Clinical Implications: Moving Beyond a Benign Diagnosis
For decades, delayed puberty (particularly constitutional delay of growth and puberty) has been viewed by many clinicians as a benign variation of normal development—a ‘late bloomer’ phenomenon that eventually resolves without long-term consequences. However, this study challenges that paradigm. If delayed puberty is an early marker of metabolic vulnerability, it provides a unique opportunity for early intervention.
Recommendations for Practice
Clinicians should consider male adolescents with a history of delayed puberty as a group that may benefit from closer metabolic monitoring. This does not necessarily mean aggressive pharmacological intervention at age 17, but rather increased vigilance regarding lifestyle factors, weight management, and periodic screening of glycemic markers (such as HbA1c or fasting glucose) as these individuals transition into their 20s and 30s. Public health policies should also recognize the adolescent period as a critical window for identifying future cardiovascular and metabolic risks.

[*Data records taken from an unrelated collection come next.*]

//! Check that reports templates Liquid cannot parse.
//!
//! # Detected Patterns
//!
//! - Unterminated `{{`/`{%`
//! - Unknown tags and misplaced `end*`, `else`, `when` tags
//! - Blocks that are never closed
//!
//! The offense points at the line the parser stopped on. Inline disable
//! comments cannot silence this check.

use theme_check_core::{Category, Check, HookContext, ParseError, Severity};

/// Check name for `SyntaxError`.
pub const NAME: &str = "SyntaxError";

/// Reports Liquid syntax errors.
#[derive(Debug, Clone, Default)]
pub struct SyntaxError;

impl SyntaxError {
    /// Creates the check.
    #[must_use]
    pub fn new() -> Self {
        Self
    }
}

impl Check for SyntaxError {
    fn name(&self) -> &str {
        NAME
    }

    fn category(&self) -> Category {
        Category::Liquid
    }

    fn description(&self) -> &str {
        "Reports Liquid syntax errors"
    }

    fn default_severity(&self) -> Severity {
        Severity::Error
    }

    fn can_disable(&self) -> bool {
        false
    }

    fn on_error(&mut self, error: &ParseError, cx: &mut HookContext<'_>) {
        cx.add_offense_at_line(error.message.clone(), error.line);
    }
}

Study Strengths and Limitations
The primary strength of this research is its massive sample size and the use of a high-quality nationwide registry, which minimizes selection bias and provides high statistical power. The long-term follow-up into early adulthood is also a significant advantage. However, some limitations must be noted. The study focused exclusively on males, so the findings cannot be directly extrapolated to females. Additionally, while the study adjusted for baseline BMI, it did not have continuous data on weight changes throughout the follow-up period, which could further clarify the role of weight gain in early adulthood.
Conclusion
The Israeli nationwide cohort study provides compelling evidence that delayed puberty in male adolescents is a potent independent risk factor for early-onset type 2 diabetes. By identifying this association, the research shifts the clinical perspective on pubertal timing from a simple developmental milestone to a significant indicator of long-term health. As the medical community strives to curb the epidemic of early-onset diabetes, recognizing and monitoring these high-risk individuals could prove to be a vital component of preventive medicine.
References
Pinhas-Hamiel O, Simchoni M, Derazne E, Bendor CD, Tsur AM, Vinograd A, Lutski M, Zucker I, Singhal V, Gerstein HC, Afek A, Tirosh A, Twig G. Delayed puberty and early-onset type 2 diabetes risk: a nationwide cohort study of male adolescents in Israel. Lancet Child Adolesc Health. 2026 Feb;10(2):103-110. doi: 10.1016/S2352-4642(25)00333-5. PMID: 41513398.